Neonatal pathological jaundice is a problem that many newborns will encounter and parents must be vigilant about. As we all know, although many newborns are prone to jaundice, if we fail to pay attention and actively treat it, the harm caused by jaundice to newborns is very serious. Let's analyze the characteristics of neonatal pathological jaundice below, and hope that every parent can pay attention to it.

(1) Hemolytic jaundice: The most common cause of hemolytic jaundice is ABO hemolysis, which is caused by the incompatibility of the blood types of the mother and the fetus. The most common case is when the mother's blood type is O and the fetus's blood type is A or B, and the jaundice caused is more severe. Other cases include when the mother's blood type is A and the fetus's blood type is B or AB; the mother's blood type is B and the fetus's blood type is A or AB, which are less common and the jaundice caused is less severe. As a result, some parents will be very nervous and worry that their children will suffer from ABO hemolytic disease. In fact, one thing we need to point out is that not all newborns with ABO blood type incompatibility will suffer from hemolytic disease. The incidence of ABO incompatibility hemolytic disease in newborns was reported to be 11.9%. Neonatal hemolytic jaundice is characterized by the onset of jaundice within 24 hours after birth and its gradual worsening.

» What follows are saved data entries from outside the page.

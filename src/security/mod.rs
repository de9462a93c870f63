//! Security module for nirmaan-stack.
//!
//! Provides the access-control pieces the request handlers rely on:
//! - **Caller**: explicit identity of the requesting user
//! - **Permissions**: role grants and project scoping behind [`AccessPolicy`]
//! - **Secrets**: Argon2 hashing and verification of API secrets
//! - **Rate Limiting**: governor-based throttling of typing broadcasts
//!
//! # Architecture
//!
//! ```text
//! ┌─────────────────────────────────────────────────────────────┐
//! │                      Security Module                        │
//! ├──────────────┬─────────────────────┬─────────────┬──────────┤
//! │    Caller    │    Permissions      │   Secrets   │  Rate    │
//! │ user / Guest │ roles + membership   │   Argon2    │ Governor │
//! └──────────────┴─────────────────────┴─────────────┴──────────┘
//! ```

pub mod caller;
pub mod permissions;
pub mod rate_limit;
pub mod secret;

pub use caller::CallerContext;
pub use permissions::{AccessError, AccessPolicy, DbAccessPolicy, Ptype};
pub use rate_limit::TypingLimiter;
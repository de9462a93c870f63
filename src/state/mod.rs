//! Shared application state.
//!
//! One [`AppState`] is built at startup and cloned into every request
//! handler. It owns the database handle, the permission policy, the
//! realtime hub and the services composed from them.

use crate::chat::ChatService;
use crate::config::Config;
use crate::db::Database;
use crate::procurement::ProcurementService;
use crate::realtime::RealtimeHub;
use crate::security::{AccessPolicy, DbAccessPolicy};
use std::sync::Arc;

#[derive(Clone)]
pub struct AppState {
    pub db: Database,
    pub policy: Arc<dyn AccessPolicy>,
    pub hub: Arc<RealtimeHub>,
    pub chat: Arc<ChatService>,
    pub procurement: Arc<ProcurementService>,
}

impl AppState {
    pub fn new(db: Database, config: &Config) -> Self {
        let policy: Arc<dyn AccessPolicy> = Arc::new(DbAccessPolicy::new(db.clone()));
        let hub = Arc::new(RealtimeHub::new(config.realtime.channel_capacity));
        let chat = Arc::new(ChatService::new(
            db.clone(),
            policy.clone(),
            hub.clone(),
            &config.chat,
        ));
        let procurement = Arc::new(ProcurementService::new(db.clone(), policy.clone()));

        Self {
            db,
            policy,
            hub,
            chat,
            procurement,
        }
    }
}
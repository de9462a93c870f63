//! Document permission checks.
//!
//! A user may act on a doctype when one of their roles grants the
//! permission type. Checks against a specific document additionally
//! require the document to exist and, for project-scoped documents,
//! membership of that project unless the user holds an unrestricted role.

use super::caller::{ADMINISTRATOR, GUEST};
use crate::db::{Database, DbError};
use async_trait::async_trait;
use serde::Deserialize;
use std::fmt;
use std::str::FromStr;
use thiserror::Error;

/// Permission type.
#[derive(Debug, Clone, Copy, PartialEq, Eq, Hash, Deserialize)]
#[serde(rename_all = "lowercase")]
pub enum Ptype {
    Read,
    Create,
    Delete,
}

impl Ptype {
    pub fn as_str(&self) -> &'static str {
        match self {
            Self::Read => "read",
            Self::Create => "create",
            Self::Delete => "delete",
        }
    }
}

impl fmt::Display for Ptype {
    fn fmt(&self, f: &mut fmt::Formatter<'_>) -> fmt::Result {
        f.write_str(self.as_str())
    }
}

impl FromStr for Ptype {
    type Err = String;

    fn from_str(s: &str) -> Result<Self, Self::Err> {
        match s.to_ascii_lowercase().as_str() {
            "read" => Ok(Self::Read),
            "create" => Ok(Self::Create),
            "delete" => Ok(Self::Delete),
            other => Err(format!("unknown permission type: {other}")),
        }
    }
}

#[derive(Debug, Error)]
pub enum AccessError {
    #[error("{doctype} {name} not found")]
    DocumentNotFound { doctype: String, name: String },
    #[error("permission backend error: {0}")]
    Backend(String),
}

impl From<DbError> for AccessError {
    fn from(err: DbError) -> Self {
        match err {
            DbError::NotFound { doctype, name } => Self::DocumentNotFound { doctype, name },
            other => Self::Backend(other.to_string()),
        }
    }
}

#[async_trait]
pub trait AccessPolicy: Send + Sync {
    /// Check whether `user` may perform `ptype` on `doctype`, optionally on one document.
    async fn has_permission(
        &self,
        user: &str,
        doctype: &str,
        ptype: Ptype,
        doc: Option<&str>,
    ) -> Result<bool, AccessError>;

    /// Whether `user` bypasses project scoping (and private-file ownership).
    async fn is_unrestricted(&self, user: &str) -> Result<bool, AccessError>;
}

/// [`AccessPolicy`] backed by the role and membership tables.
#[derive(Clone)]
pub struct DbAccessPolicy {
    db: Database,
}

impl DbAccessPolicy {
    pub fn new(db: Database) -> Self {
        Self { db }
    }
}

#[async_trait]
impl AccessPolicy for DbAccessPolicy {
    async fn has_permission(
        &self,
        user: &str,
        doctype: &str,
        ptype: Ptype,
        doc: Option<&str>,
    ) -> Result<bool, AccessError> {
        if user == GUEST || user.is_empty() {
            return Ok(false);
        }

        let perms = self.db.permissions();

        let project = match doc {
            Some(name) => perms.document_project(doctype, name).await?,
            None => None,
        };

        if user == ADMINISTRATOR {
            return Ok(true);
        }

        if !perms.has_grant(user, doctype, ptype.as_str()).await? {
            tracing::debug!(user = %user, doctype = %doctype, ptype = %ptype, "no role grant");
            return Ok(false);
        }

        let Some(project) = project else {
            return Ok(true);
        };

        if perms.is_unrestricted(user).await? {
            return Ok(true);
        }

        Ok(self.db.projects().is_member(&project, user).await?)
    }

    async fn is_unrestricted(&self, user: &str) -> Result<bool, AccessError> {
        if user == ADMINISTRATOR {
            return Ok(true);
        }
        if user == GUEST {
            return Ok(false);
        }
        Ok(self.db.permissions().is_unrestricted(user).await?)
    }
}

(2) Infectious jaundice: Infectious jaundice is jaundice caused by damage to liver cell function due to viral infection or bacterial infection. Viral infections are mostly intrauterine infections, with cytomegalovirus and hepatitis B virus infections being the most common. Other infections including rubella virus, Epstein-Barr virus, toxoplasmosis, etc. are relatively rare. The most common bacterial infection is septicemia jaundice. The characteristic of jaundice is that physiological jaundice persists or persistent jaundice reappears after physiological jaundice disappears.

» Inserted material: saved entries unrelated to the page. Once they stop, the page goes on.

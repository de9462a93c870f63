//! Procurement order/request repository.

use super::DbError;
use crate::doctype;
use sqlx::SqlitePool;

/// A procurement order and the request it was raised from.
#[derive(Debug, Clone, PartialEq, Eq, sqlx::FromRow)]
pub struct ProcurementOrder {
    pub name: String,
    pub procurement_request: String,
    pub project: String,
}

/// Outcome of deleting an order/request pair.
#[derive(Debug, Clone, Copy, PartialEq, Eq)]
pub struct DeletedProcurement {
    pub attachments_removed: u64,
}

/// Repository for procurement documents.
pub struct ProcurementRepository<'a> {
    pool: &'a SqlitePool,
}

impl<'a> ProcurementRepository<'a> {
    /// Create a new procurement repository.
    pub fn new(pool: &'a SqlitePool) -> Self {
        Self { pool }
    }

    /// Fetch a procurement order by name.
    pub async fn get_order(&self, name: &str) -> Result<Option<ProcurementOrder>, DbError> {
        let order: Option<ProcurementOrder> = sqlx::query_as(
            "SELECT name, procurement_request, project FROM procurement_orders WHERE name = ?",
        )
        .bind(name)
        .fetch_optional(self.pool)
        .await?;

        Ok(order)
    }

    /// Delete an order, its request and every attachment filed against the request.
    ///
    /// Runs in one transaction: either all rows go or none do.
    pub async fn delete_order_with_request(
        &self,
        order: &str,
        request: &str,
    ) -> Result<DeletedProcurement, DbError> {
        let mut tx = self.pool.begin().await?;

        let attachments = sqlx::query(
            r#"
            DELETE FROM nirmaan_attachments
            WHERE associated_doctype = ? AND associated_docname = ?
            "#,
        )
        .bind(doctype::PROCUREMENT_REQUESTS)
        .bind(request)
        .execute(&mut *tx)
        .await?;

        let orders = sqlx::query("DELETE FROM procurement_orders WHERE name = ?")
            .bind(order)
            .execute(&mut *tx)
            .await?;
        if orders.rows_affected() == 0 {
            return Err(DbError::NotFound {
                doctype: doctype::PROCUREMENT_ORDERS.to_string(),
                name: order.to_string(),
            });
        }

        let requests = sqlx::query("DELETE FROM procurement_requests WHERE name = ?")
            .bind(request)
            .execute(&mut *tx)
            .await?;
        if requests.rows_affected() == 0 {
            return Err(DbError::NotFound {
                doctype: doctype::PROCUREMENT_REQUESTS.to_string(),
                name: request.to_string(),
            });
        }

        tx.commit().await?;

        Ok(DeletedProcurement {
            attachments_removed: attachments.rows_affected(),
        })
    }
}
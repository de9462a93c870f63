//! Configuration loading and management.
//!
//! This module is split into logical submodules:
//! - [`types`]: Core config struct definitions ([`Config`] and its sections)
//! - [`chat`]: Chat paging, typing throttle and timestamp format (ChatConfig)
//! - [`seed`]: Role, user and project blocks upserted at startup
//! - [`validation`]: Startup checks returning every problem found

mod chat;
mod defaults;
pub mod seed;
mod types;
pub mod validation;

pub use chat::ChatConfig;
pub use types::Config;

(3) Obstructive jaundice: Obstructive jaundice is mostly caused by congenital biliary malformations, with congenital biliary atresia being the most common. The characteristic of jaundice is that jaundice appears 1-2 weeks or 3-4 weeks after birth and gradually deepens. At the same time, the color of the stool gradually changes to light yellow or even white clay.

(4) Breast milk jaundice: This is a special type of pathological jaundice. In a small number of breastfed newborns, the degree of jaundice exceeds normal physiological jaundice, and the reason is not very clear. The characteristics of jaundice are: after the peak of physiological jaundice, the jaundice continues to worsen, and the bilirubin can reach 10-30 mg/dl. If breastfeeding continues, the jaundice will continue at a high level for a period of time before slowly decreasing. If breastfeeding is stopped for 48 hours, the bilirubin will drop significantly by 50%. If breastfeeding resumes, the bilirubin will rise again.

Parents are all concerned about the physical health of newborns, but many times, if they don’t know much about some newborn health care issues, once they encounter such a situation, they will be at a loss and delay treatment. Therefore, I hope that after understanding the above content, every parent can pay attention to it.